## EXCERPTED RECORDS
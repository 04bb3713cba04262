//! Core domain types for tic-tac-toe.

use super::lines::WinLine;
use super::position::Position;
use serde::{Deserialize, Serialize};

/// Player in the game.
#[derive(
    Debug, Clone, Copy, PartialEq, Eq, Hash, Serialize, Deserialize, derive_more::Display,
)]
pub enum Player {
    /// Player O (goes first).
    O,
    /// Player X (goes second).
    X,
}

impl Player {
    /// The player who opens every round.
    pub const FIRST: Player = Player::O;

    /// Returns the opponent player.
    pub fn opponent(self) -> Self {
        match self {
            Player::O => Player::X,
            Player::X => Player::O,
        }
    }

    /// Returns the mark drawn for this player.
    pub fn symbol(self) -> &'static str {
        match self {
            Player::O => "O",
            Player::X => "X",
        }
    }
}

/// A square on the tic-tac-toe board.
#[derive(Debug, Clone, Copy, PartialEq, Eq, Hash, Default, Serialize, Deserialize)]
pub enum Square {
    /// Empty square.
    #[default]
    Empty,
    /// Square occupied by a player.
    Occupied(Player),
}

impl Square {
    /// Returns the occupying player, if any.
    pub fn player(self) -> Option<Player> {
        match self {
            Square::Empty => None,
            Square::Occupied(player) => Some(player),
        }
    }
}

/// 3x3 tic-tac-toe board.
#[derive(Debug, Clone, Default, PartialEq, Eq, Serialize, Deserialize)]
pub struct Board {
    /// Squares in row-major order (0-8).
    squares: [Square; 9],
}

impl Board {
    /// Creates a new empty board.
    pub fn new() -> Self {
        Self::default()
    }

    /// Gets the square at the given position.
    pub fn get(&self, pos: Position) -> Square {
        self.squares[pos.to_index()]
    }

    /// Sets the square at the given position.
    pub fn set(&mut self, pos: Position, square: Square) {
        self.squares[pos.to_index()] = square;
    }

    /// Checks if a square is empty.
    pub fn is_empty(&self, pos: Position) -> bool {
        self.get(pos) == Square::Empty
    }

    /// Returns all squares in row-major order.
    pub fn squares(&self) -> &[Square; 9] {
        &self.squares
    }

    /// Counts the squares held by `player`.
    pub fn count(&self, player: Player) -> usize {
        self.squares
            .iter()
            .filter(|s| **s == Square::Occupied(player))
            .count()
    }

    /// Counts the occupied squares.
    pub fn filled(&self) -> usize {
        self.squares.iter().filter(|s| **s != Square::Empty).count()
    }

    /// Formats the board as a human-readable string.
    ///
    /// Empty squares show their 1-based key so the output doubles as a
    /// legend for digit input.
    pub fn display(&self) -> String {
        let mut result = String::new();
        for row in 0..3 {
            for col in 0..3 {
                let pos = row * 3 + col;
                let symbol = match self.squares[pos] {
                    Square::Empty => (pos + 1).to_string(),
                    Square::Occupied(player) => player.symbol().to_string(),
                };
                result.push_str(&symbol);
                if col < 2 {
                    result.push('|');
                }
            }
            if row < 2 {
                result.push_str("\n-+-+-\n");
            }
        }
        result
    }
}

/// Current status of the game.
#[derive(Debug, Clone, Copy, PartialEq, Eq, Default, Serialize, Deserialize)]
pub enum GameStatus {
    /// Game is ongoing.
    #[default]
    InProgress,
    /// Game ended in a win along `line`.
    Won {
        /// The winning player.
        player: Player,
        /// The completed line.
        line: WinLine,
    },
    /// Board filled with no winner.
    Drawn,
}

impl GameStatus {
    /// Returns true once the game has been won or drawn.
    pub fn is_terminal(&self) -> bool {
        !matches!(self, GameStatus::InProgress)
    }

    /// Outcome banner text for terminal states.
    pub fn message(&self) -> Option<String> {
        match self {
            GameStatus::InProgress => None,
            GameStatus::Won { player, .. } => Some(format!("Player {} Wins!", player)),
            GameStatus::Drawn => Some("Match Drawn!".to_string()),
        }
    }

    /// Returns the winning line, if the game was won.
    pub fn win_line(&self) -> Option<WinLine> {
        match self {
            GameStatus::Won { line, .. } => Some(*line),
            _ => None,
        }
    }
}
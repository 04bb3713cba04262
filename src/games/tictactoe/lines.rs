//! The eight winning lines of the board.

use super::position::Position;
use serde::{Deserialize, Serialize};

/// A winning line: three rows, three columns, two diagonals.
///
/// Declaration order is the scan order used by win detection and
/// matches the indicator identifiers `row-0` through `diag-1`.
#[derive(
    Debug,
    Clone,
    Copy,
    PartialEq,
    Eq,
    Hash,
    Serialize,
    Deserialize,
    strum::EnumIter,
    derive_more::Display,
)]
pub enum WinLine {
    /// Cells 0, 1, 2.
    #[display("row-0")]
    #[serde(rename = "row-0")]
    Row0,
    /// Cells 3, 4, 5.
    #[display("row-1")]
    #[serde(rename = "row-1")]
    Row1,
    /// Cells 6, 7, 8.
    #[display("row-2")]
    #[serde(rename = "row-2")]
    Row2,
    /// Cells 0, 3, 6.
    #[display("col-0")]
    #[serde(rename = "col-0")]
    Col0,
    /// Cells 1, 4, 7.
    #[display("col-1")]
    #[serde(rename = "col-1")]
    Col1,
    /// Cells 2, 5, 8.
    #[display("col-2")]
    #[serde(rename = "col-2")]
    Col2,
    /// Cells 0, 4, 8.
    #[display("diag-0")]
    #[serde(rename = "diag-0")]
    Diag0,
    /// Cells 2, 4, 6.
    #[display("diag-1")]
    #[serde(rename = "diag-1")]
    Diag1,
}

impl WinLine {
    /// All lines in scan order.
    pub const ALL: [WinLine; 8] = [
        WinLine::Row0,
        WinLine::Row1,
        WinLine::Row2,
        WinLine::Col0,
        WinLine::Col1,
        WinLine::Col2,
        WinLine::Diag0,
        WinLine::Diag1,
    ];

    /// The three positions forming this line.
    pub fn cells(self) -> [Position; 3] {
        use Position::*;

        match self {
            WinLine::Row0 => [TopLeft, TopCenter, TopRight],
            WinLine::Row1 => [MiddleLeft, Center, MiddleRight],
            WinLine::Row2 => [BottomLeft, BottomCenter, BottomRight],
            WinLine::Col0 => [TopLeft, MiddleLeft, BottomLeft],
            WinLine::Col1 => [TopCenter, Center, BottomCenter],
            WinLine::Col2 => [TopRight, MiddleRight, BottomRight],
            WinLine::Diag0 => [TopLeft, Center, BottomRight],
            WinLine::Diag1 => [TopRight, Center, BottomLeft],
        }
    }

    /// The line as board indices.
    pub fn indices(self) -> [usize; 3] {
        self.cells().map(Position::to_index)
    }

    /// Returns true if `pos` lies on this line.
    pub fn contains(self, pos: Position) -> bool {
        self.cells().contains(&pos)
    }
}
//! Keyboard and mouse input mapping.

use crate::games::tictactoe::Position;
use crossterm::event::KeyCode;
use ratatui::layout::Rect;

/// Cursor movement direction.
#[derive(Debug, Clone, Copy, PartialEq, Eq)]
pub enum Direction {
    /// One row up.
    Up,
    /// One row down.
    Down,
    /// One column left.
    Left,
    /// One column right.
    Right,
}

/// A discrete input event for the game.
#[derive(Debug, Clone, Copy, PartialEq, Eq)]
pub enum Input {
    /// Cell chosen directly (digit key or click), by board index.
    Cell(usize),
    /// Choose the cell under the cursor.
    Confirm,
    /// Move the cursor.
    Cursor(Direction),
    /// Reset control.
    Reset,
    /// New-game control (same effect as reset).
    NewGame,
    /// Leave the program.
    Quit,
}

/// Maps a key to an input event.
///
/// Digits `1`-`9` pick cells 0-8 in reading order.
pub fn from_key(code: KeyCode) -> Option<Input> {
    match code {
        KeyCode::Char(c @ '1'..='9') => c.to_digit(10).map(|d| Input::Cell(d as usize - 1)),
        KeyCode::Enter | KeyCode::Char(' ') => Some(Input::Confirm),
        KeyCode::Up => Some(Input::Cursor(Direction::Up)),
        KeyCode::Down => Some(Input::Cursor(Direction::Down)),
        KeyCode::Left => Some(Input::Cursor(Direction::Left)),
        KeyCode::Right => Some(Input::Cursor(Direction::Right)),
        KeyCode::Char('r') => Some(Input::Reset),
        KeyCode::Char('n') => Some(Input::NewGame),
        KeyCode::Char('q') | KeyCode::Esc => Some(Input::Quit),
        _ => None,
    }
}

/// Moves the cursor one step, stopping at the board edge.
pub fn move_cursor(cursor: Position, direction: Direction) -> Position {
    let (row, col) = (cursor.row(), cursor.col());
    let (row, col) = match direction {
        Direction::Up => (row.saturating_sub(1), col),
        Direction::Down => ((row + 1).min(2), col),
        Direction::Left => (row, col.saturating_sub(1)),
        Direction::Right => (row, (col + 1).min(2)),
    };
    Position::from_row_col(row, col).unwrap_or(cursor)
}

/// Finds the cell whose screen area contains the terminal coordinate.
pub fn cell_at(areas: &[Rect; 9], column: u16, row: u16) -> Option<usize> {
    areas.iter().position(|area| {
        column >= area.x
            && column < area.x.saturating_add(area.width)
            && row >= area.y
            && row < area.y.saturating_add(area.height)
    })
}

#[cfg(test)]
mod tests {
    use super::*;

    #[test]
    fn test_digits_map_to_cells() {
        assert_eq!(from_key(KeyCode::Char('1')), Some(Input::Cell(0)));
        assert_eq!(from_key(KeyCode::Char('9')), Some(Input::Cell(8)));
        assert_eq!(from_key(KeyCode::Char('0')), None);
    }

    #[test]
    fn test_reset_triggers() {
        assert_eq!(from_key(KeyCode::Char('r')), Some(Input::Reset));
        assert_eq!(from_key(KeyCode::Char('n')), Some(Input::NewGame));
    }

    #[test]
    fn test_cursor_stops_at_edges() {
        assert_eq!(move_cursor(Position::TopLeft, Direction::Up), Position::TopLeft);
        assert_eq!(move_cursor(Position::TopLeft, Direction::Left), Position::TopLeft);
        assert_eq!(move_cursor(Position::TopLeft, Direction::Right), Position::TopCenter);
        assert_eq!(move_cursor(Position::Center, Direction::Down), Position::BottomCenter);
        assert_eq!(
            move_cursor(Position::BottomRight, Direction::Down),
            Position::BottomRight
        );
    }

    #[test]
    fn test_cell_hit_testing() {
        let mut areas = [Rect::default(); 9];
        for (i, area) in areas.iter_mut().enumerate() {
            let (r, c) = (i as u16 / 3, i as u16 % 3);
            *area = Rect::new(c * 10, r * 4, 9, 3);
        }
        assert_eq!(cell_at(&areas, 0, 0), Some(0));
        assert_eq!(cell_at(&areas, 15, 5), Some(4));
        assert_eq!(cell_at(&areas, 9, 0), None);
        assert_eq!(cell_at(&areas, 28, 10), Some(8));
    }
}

## TASK DETAILS
Quote the records from their first line to the line with "in row-major order.", inclusive, without adding or dropping anything.

## ANSWER SECTION
repository 04bb3713cba04262
//! Core domain types for tic-tac-toe.

use super::lines::WinLine;
use super::position::Position;
use serde::{Deserialize, Serialize};

/// Player in the game.
#[derive(
    Debug, Clone, Copy, PartialEq, Eq, Hash, Serialize, Deserialize, derive_more::Display,
)]
pub enum Player {
    /// Player O (goes first).
    O,
    /// Player X (goes second).
    X,
}

impl Player {
    /// The player who opens every round.
    pub const FIRST: Player = Player::O;

    /// Returns the opponent player.
    pub fn opponent(self) -> Self {
        match self {
            Player::O => Player::X,
            Player::X => Player::O,
        }
    }

    /// Returns the mark drawn for this player.
    pub fn symbol(self) -> &'static str {
        match self {
            Player::O => "O",
            Player::X => "X",
        }
    }
}

/// A square on the tic-tac-toe board.
#[derive(Debug, Clone, Copy, PartialEq, Eq, Hash, Default, Serialize, Deserialize)]
pub enum Square {
    /// Empty square.
    #[default]
    Empty,
    /// Square occupied by a player.
    Occupied(Player),
}

impl Square {
    /// Returns the occupying player, if any.
    pub fn player(self) -> Option<Player> {
        match self {
            Square::Empty => None,
            Square::Occupied(player) => Some(player),
        }
    }
}

/// 3x3 tic-tac-toe board.
#[derive(Debug, Clone, Default, PartialEq, Eq, Serialize, Deserialize)]
pub struct Board {
    /// Squares in row-major order (0-8).
    squares: [Square; 9],
}

impl Board {
    /// Creates a new empty board.
    pub fn new() -> Self {
        Self::default()
    }

    /// Gets the square at the given position.
    pub fn get(&self, pos: Position) -> Square {
        self.squares[pos.to_index()]
    }

    /// Sets the square at the given position.
    pub fn set(&mut self, pos: Position, square: Square) {
        self.squares[pos.to_index()] = square;
    }

    /// Checks if a square is empty.
    pub fn is_empty(&self, pos: Position) -> bool {
        self.get(pos) == Square::Empty
    }

    /// Returns all squares in row-major order.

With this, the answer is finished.